BEGIN DATA PROVIDED
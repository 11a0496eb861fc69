//! I Know You - CLI entry point

#![warn(missing_docs)]

mod cli;

use std::sync::Arc;

use anyhow::{Context, Result, bail};
use clap::Parser;
use cli::{Cli, Command, CommonArgs};
use i_know_you::{
    AppConfig, KeyValueStorage, LanguagePreference, MemoryStorage, TomlFileStorage,
    init_file_tracing, init_stderr_tracing, run_tui,
};
use i_know_you_core::LanguageCode;
use tracing::{info, instrument};

#[tokio::main]
async fn main() -> Result<()> {
    // Load .env file
    dotenvy::dotenv().ok();

    let cli = Cli::parse();

    match cli.command.unwrap_or(Command::Play) {
        Command::Play => run_play(&cli.common).await,
        Command::Language { code } => run_language(&cli.common, code).await,
    }
}

/// Loads the config file and applies command-line overrides.
fn load_config(common: &CommonArgs) -> Result<AppConfig> {
    let mut config = AppConfig::load_or_default(&common.config)
        .with_context(|| format!("Loading {}", common.config.display()))?;
    if let Some(path) = &common.storage {
        config = config.with_storage_path(path.clone());
    }
    Ok(config)
}

/// Picks the storage backend for the language preference.
fn open_storage(common: &CommonArgs, config: &AppConfig) -> Arc<dyn KeyValueStorage> {
    if common.ephemeral {
        Arc::new(MemoryStorage::new())
    } else {
        Arc::new(TomlFileStorage::new(config.storage_path()))
    }
}

/// Run the game in the terminal
async fn run_play(common: &CommonArgs) -> Result<()> {
    let config = load_config(common)?;
    init_file_tracing(config.log_file())?;
    info!(config = ?config, "Configuration ready");

    let storage = open_storage(common, &config);
    run_tui(&config, storage).await
}

/// Print or persist the language preference
#[instrument(skip(common))]
async fn run_language(common: &CommonArgs, code: Option<String>) -> Result<()> {
    init_stderr_tracing();
    let config = load_config(common)?;
    let storage = open_storage(common, &config);

    let mut preference = LanguagePreference::new(storage);
    preference.load().await;

    match code {
        None => {
            let language = preference.language();
            println!("{} ({})", language, language.label());
        }
        Some(raw) => {
            let Some(language) = LanguageCode::from_stored(&raw) else {
                bail!("Unknown language code {:?}; expected one of tr, en, ru", raw);
            };
            preference
                .select_and_persist(language)
                .await
                .context("Saving language preference")?;
            println!("Language set to {} ({})", language, language.label());
        }
    }
    Ok(())
}
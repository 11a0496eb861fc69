//! Tests for the game state store and the screen transition table.

use strum::IntoEnumIterator;

use i_know_you_core::{DigitBuffer, GameState, ScreenId, SecretNumber};

/// Runs the welcome screen's submit rule against a raw input string.
fn submit(state: &mut GameState, raw: &str) {
    let mut input = DigitBuffer::new();
    input.set_filtered(raw);
    if let Ok(secret) = input.to_secret() {
        state.set_secret_number(secret.as_str());
        state.transition(ScreenId::Questions).expect("Forward transition");
    }
}

#[test]
fn test_initial_state_is_welcome_without_secret() {
    let state = GameState::new();
    assert_eq!(*state.screen(), ScreenId::Welcome);
    assert_eq!(state.secret_number(), "");
}

#[test]
fn test_valid_submissions_commit_secret_and_advance() {
    for raw in ["1", "7", "42", "317", "999", "010"] {
        let mut state = GameState::new();
        submit(&mut state, raw);
        assert_eq!(state.secret_number(), raw, "input {raw}");
        assert_eq!(*state.screen(), ScreenId::Questions, "input {raw}");
    }
}

#[test]
fn test_exhaustive_three_digit_range_is_accepted() {
    for value in 1..=999u16 {
        let raw = value.to_string();
        let mut state = GameState::new();
        submit(&mut state, &raw);
        assert_eq!(state.secret_number(), raw.as_str());
        assert_eq!(*state.screen(), ScreenId::Questions);
    }
}

#[test]
fn test_invalid_submissions_stay_on_welcome() {
    for raw in ["", "0", "00", "000"] {
        let mut state = GameState::new();
        submit(&mut state, raw);
        assert_eq!(*state.screen(), ScreenId::Welcome, "input {raw:?}");
        assert_eq!(state.secret_number(), "");
    }
}

#[test]
fn test_values_above_range_are_rejected_by_parse() {
    assert!(SecretNumber::parse("1000").is_err());
    assert!(SecretNumber::parse("4321").is_err());
}

#[test]
fn test_store_keeps_secret_verbatim() {
    let mut state = GameState::new();
    state.set_secret_number("not validated");
    assert_eq!(state.secret_number(), "not validated");
}

#[test]
fn test_set_screen_is_unchecked() {
    let mut state = GameState::new();
    state.set_screen(ScreenId::Result);
    assert_eq!(*state.screen(), ScreenId::Result);
    state.set_screen(ScreenId::Questions);
    assert_eq!(*state.screen(), ScreenId::Questions);
}

#[test]
fn test_transition_allows_only_forward_pairs() {
    let allowed = [
        (ScreenId::Welcome, ScreenId::Questions),
        (ScreenId::Questions, ScreenId::Thinking),
        (ScreenId::Thinking, ScreenId::Result),
    ];
    for from in ScreenId::iter() {
        for to in ScreenId::iter() {
            let mut state = GameState::new();
            state.set_screen(from);
            let result = state.transition(to);
            if allowed.contains(&(from, to)) {
                assert!(result.is_ok(), "{from} -> {to} should be allowed");
                assert_eq!(*state.screen(), to);
            } else {
                let err = result.expect_err("transition should be rejected");
                assert_eq!(err.from, from);
                assert_eq!(err.to, to);
                assert_eq!(*state.screen(), from, "state must not change");
            }
        }
    }
}

#[test]
fn test_reset_from_every_screen() {
    for screen in ScreenId::iter() {
        let mut state = GameState::new();
        state.set_secret_number("123");
        state.set_screen(screen);
        state.reset();
        assert_eq!(state.secret_number(), "");
        assert_eq!(*state.screen(), ScreenId::Welcome);
    }
}

#[test]
fn test_reset_is_idempotent() {
    let mut once = GameState::new();
    once.set_secret_number("55");
    once.set_screen(ScreenId::Thinking);
    once.reset();

    let mut twice = once.clone();
    twice.reset();
    assert_eq!(once, twice);
}

#[test]
fn test_screen_ids_display_lowercase() {
    let names: Vec<String> = ScreenId::iter().map(|s| s.to_string()).collect();
    assert_eq!(names, ["welcome", "questions", "thinking", "result"]);
}
//! Terminal setup around the flow controller.

use std::io;
use std::sync::Arc;
use std::time::Instant;

use anyhow::Result;
use crossterm::{
    event::{DisableBracketedPaste, EnableBracketedPaste},
    execute,
    terminal::{EnterAlternateScreen, LeaveAlternateScreen, disable_raw_mode, enable_raw_mode},
};
use ratatui::{Terminal, backend::CrosstermBackend};
use tracing::{debug, error, info, instrument, warn};

use crate::{AppConfig, AppController, KeyValueStorage, LanguagePreference};

/// Puts the terminal back into cooked mode on the main screen when dropped,
/// including on early returns between setup steps.
#[derive(Debug)]
struct TerminalGuard;

impl TerminalGuard {
    /// Enables raw mode. The guard exists only if that succeeded.
    #[instrument]
    fn enter() -> io::Result<Self> {
        enable_raw_mode()?;
        Ok(Self)
    }
}

impl Drop for TerminalGuard {
    fn drop(&mut self) {
        debug!("Restoring terminal");
        if let Err(e) = execute!(io::stdout(), DisableBracketedPaste, LeaveAlternateScreen) {
            warn!(error = %e, "Failed to leave alternate screen");
        }
        if let Err(e) = disable_raw_mode() {
            warn!(error = %e, "Failed to disable raw mode");
        }
    }
}

/// Loads the language preference, takes over the terminal and runs the game
/// until the user quits. The terminal is restored even if the loop fails.
#[instrument(skip_all)]
pub async fn run_tui(config: &AppConfig, storage: Arc<dyn KeyValueStorage>) -> Result<()> {
    info!("Starting I Know You TUI");

    let mut preference = LanguagePreference::new(storage);
    preference.load().await;

    let mut controller = AppController::new(
        preference,
        *config.strict_transitions(),
        config.tick_rate(),
        Instant::now(),
    );

    let guard = TerminalGuard::enter()?;
    let mut stdout = io::stdout();
    execute!(stdout, EnterAlternateScreen, EnableBracketedPaste)?;
    let backend = CrosstermBackend::new(stdout);
    let mut terminal = Terminal::new(backend)?;

    let res = controller.run(&mut terminal).await;

    drop(guard);
    terminal.show_cursor()?;

    if let Err(err) = &res {
        error!(error = ?err, "Game loop error");
    }
    res
}
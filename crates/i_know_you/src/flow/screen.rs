//! Screen trait and the actions screens hand back to the controller.

use std::time::Instant;

use crossterm::event::KeyEvent;
use i_know_you_core::{ScreenId, SecretNumber, Translations};
use ratatui::Frame;

use crate::LanguagePreference;

/// What a screen asks the [`AppController`](crate::AppController) to do
/// after handling a key or a tick.
#[derive(Debug, Clone, PartialEq, Eq)]
pub enum ScreenAction {
    /// Stay on the current screen with no state change.
    Stay,
    /// Commit the secret number, then move to the questions screen.
    SubmitSecret(SecretNumber),
    /// Move to the given screen.
    GoTo(ScreenId),
    /// Clear the secret and return to the welcome screen.
    Reset,
}

/// The language store, lent to a screen for one render or one event.
///
/// Screens never see the game state; they report changes through
/// [`ScreenAction`] and the controller applies them.
#[derive(Debug, Clone, Copy)]
pub struct ScreenContext<'a> {
    /// Active language.
    pub preference: &'a LanguagePreference,
}

impl ScreenContext<'_> {
    /// Strings for the active language.
    pub fn text(&self) -> &'static Translations {
        self.preference.translations()
    }
}

/// Trait implemented by each of the four screens.
///
/// A screen owns its local state, including its timers, for as long as it
/// is displayed. The controller drops it on navigation, which cancels
/// whatever it still had scheduled.
pub trait Screen {
    /// The screen id this screen renders.
    fn id(&self) -> ScreenId;

    /// Renders the screen into the provided [`Frame`].
    fn render(&self, frame: &mut Frame, ctx: &ScreenContext<'_>, now: Instant);

    /// Handles a key event and returns the resulting [`ScreenAction`].
    fn handle_key(&mut self, key: KeyEvent, ctx: &ScreenContext<'_>, now: Instant)
    -> ScreenAction;

    /// Handles text pasted into the terminal.
    fn handle_paste(&mut self, _text: &str) -> ScreenAction {
        ScreenAction::Stay
    }

    /// Fires due timers.
    fn tick(&mut self, _now: Instant) -> ScreenAction {
        ScreenAction::Stay
    }
}
//! The active display language and its persisted mirror.

use std::sync::Arc;
use std::sync::atomic::{AtomicU64, Ordering};

use i_know_you_core::{LanguageCode, Translations, translations};
use tokio::sync::Mutex;
use tokio::task::JoinHandle;
use tracing::{debug, error, info, instrument, warn};

use crate::{KeyValueStorage, StorageError};

/// Storage key holding the persisted language code.
pub const LANGUAGE_STORAGE_KEY: &str = "@app_language";

/// Orders background writes so the newest selection is the one stored.
#[derive(Debug, Default)]
struct PersistQueue {
    /// Generation of the most recent selection.
    latest: AtomicU64,
    /// Held for the duration of each write.
    lock: Mutex<()>,
}

impl PersistQueue {
    fn next_generation(&self) -> u64 {
        self.latest.fetch_add(1, Ordering::SeqCst) + 1
    }

    fn is_latest(&self, generation: u64) -> bool {
        self.latest.load(Ordering::SeqCst) == generation
    }
}

/// The selected display language.
///
/// In-memory state is authoritative. Storage is read once at startup and
/// written on every change; a failed read or background write is logged
/// and otherwise ignored. Writes are serialized and a write superseded by a
/// newer selection is skipped, so storage always ends on the last choice.
#[derive(Debug, Clone)]
pub struct LanguagePreference {
    language: LanguageCode,
    is_loading: bool,
    storage: Arc<dyn KeyValueStorage>,
    queue: Arc<PersistQueue>,
}

impl LanguagePreference {
    /// Creates a preference set to the default language, not yet loaded.
    #[instrument(skip(storage))]
    pub fn new(storage: Arc<dyn KeyValueStorage>) -> Self {
        Self {
            language: LanguageCode::default(),
            is_loading: true,
            storage,
            queue: Arc::new(PersistQueue::default()),
        }
    }

    /// Adopts the persisted language if there is a valid one.
    ///
    /// Missing, unknown and unreadable values all leave the default in place.
    #[instrument(skip(self))]
    pub async fn load(&mut self) {
        match self.storage.get(LANGUAGE_STORAGE_KEY).await {
            Ok(Some(value)) => match LanguageCode::from_stored(&value) {
                Some(code) => {
                    info!(language = %code, "Loaded persisted language");
                    self.language = code;
                }
                None => warn!(value = %value, "Ignoring unknown persisted language"),
            },
            Ok(None) => debug!("No persisted language, using default"),
            Err(e) => error!(error = %e, "Failed to load language"),
        }
        self.is_loading = false;
    }

    /// Switches to `code` immediately and persists it in the background.
    ///
    /// The returned handle may be awaited or dropped. A failed write is
    /// logged and the in-memory change stays. If another selection is made
    /// before this write starts, this write is skipped.
    #[instrument(skip(self))]
    pub fn select(&mut self, code: LanguageCode) -> JoinHandle<()> {
        info!(from = %self.language, to = %code, "Language selected");
        self.language = code;
        let generation = self.queue.next_generation();
        let storage = Arc::clone(&self.storage);
        let queue = Arc::clone(&self.queue);
        tokio::spawn(async move {
            let _guard = queue.lock.lock().await;
            if !queue.is_latest(generation) {
                debug!(language = %code, generation, "Skipping superseded write");
                return;
            }
            match storage.set(LANGUAGE_STORAGE_KEY, code.as_ref()).await {
                Ok(()) => debug!(language = %code, "Language persisted"),
                Err(e) => error!(error = %e, "Failed to save language"),
            }
        })
    }

    /// Switches to `code` and waits for the write, reporting its failure.
    ///
    /// Used by the `language` subcommand, where there is no UI to keep
    /// responsive and the user should hear about a failed write.
    #[instrument(skip(self))]
    pub async fn select_and_persist(&mut self, code: LanguageCode) -> Result<(), StorageError> {
        info!(from = %self.language, to = %code, "Language selected");
        self.language = code;
        self.queue.next_generation();
        let _guard = self.queue.lock.lock().await;
        self.storage.set(LANGUAGE_STORAGE_KEY, code.as_ref()).await
    }

    /// Returns the active language.
    pub fn language(&self) -> LanguageCode {
        self.language
    }

    /// Returns true until [`LanguagePreference::load`] has finished.
    pub fn is_loading(&self) -> bool {
        self.is_loading
    }

    /// Returns the strings for the active language.
    pub fn translations(&self) -> &'static Translations {
        translations(self.language)
    }
}
//! Small drawing helpers shared by the screens.

use ratatui::{
    layout::{Alignment, Constraint, Flex, Layout, Rect},
    style::{Color, Modifier, Style},
    text::{Line, Span},
    widgets::{Block, Borders, Paragraph},
};

/// The mascot shown on every screen.
pub const ICON: &str = "🐥";

/// Placeholder for an empty numeric input.
pub const INPUT_PLACEHOLDER: &str = "•••";

/// Accent colour for titles and focused controls.
pub const ACCENT: Color = Color::Magenta;

/// Renders a button label; disabled buttons are greyed out.
pub fn button(label: &str, enabled: bool, focused: bool) -> Span<'static> {
    let style = if !enabled {
        Style::default().fg(Color::DarkGray)
    } else if focused {
        Style::default()
            .fg(Color::Black)
            .bg(ACCENT)
            .add_modifier(Modifier::BOLD)
    } else {
        Style::default().fg(Color::White).add_modifier(Modifier::BOLD)
    };
    Span::styled(format!("[ {} ]", label), style)
}

/// A bordered, centered input field showing `value` or the placeholder.
pub fn digit_input(value: &str) -> Paragraph<'static> {
    let line = if value.is_empty() {
        Line::styled(INPUT_PLACEHOLDER, Style::default().fg(Color::DarkGray))
    } else {
        Line::styled(
            value.to_string(),
            Style::default().fg(Color::White).add_modifier(Modifier::BOLD),
        )
    };
    Paragraph::new(line)
        .alignment(Alignment::Center)
        .block(Block::default().borders(Borders::ALL).border_style(Style::default().fg(ACCENT)))
}

/// A centered, single-line bold heading.
pub fn heading(text: &str, color: Color) -> Paragraph<'static> {
    Paragraph::new(text.to_string())
        .style(Style::default().fg(color).add_modifier(Modifier::BOLD))
        .alignment(Alignment::Center)
}

/// A help line at the bottom of the screen.
pub fn help(text: &str) -> Paragraph<'static> {
    Paragraph::new(text.to_string())
        .style(Style::default().fg(Color::DarkGray))
        .alignment(Alignment::Center)
}

/// Returns a `width` x `height` rectangle centered in `area`, clamped to it.
pub fn centered(area: Rect, width: u16, height: u16) -> Rect {
    let [row] = Layout::vertical([Constraint::Length(height.min(area.height))])
        .flex(Flex::Center)
        .areas(area);
    let [cell] = Layout::horizontal([Constraint::Length(width.min(area.width))])
        .flex(Flex::Center)
        .areas(row);
    cell
}

/// Splits `area` into `count` boxes of `width` columns, centered
/// horizontally.
pub fn slot_row(area: Rect, count: usize, width: u16) -> Vec<Rect> {
    Layout::horizontal(vec![Constraint::Length(width); count])
        .flex(Flex::Center)
        .spacing(1)
        .split(area)
        .to_vec()
}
END DATA PROVIDED
YOUR ASSIGNMENT:
Where a line in the entries holds "info", copy that line.

EXERCISE RESULT:
use tracing::{info, instrument};
    info!(config = ?config, "Configuration ready");
use tracing::{debug, error, info, instrument, warn};
    info!("Starting I Know You TUI");
use tracing::{debug, error, info, instrument, warn};
                    info!(language = %code, "Loaded persisted language");
        info!(from = %self.language, to = %code, "Language selected");
        info!(from = %self.language, to = %code, "Language selected");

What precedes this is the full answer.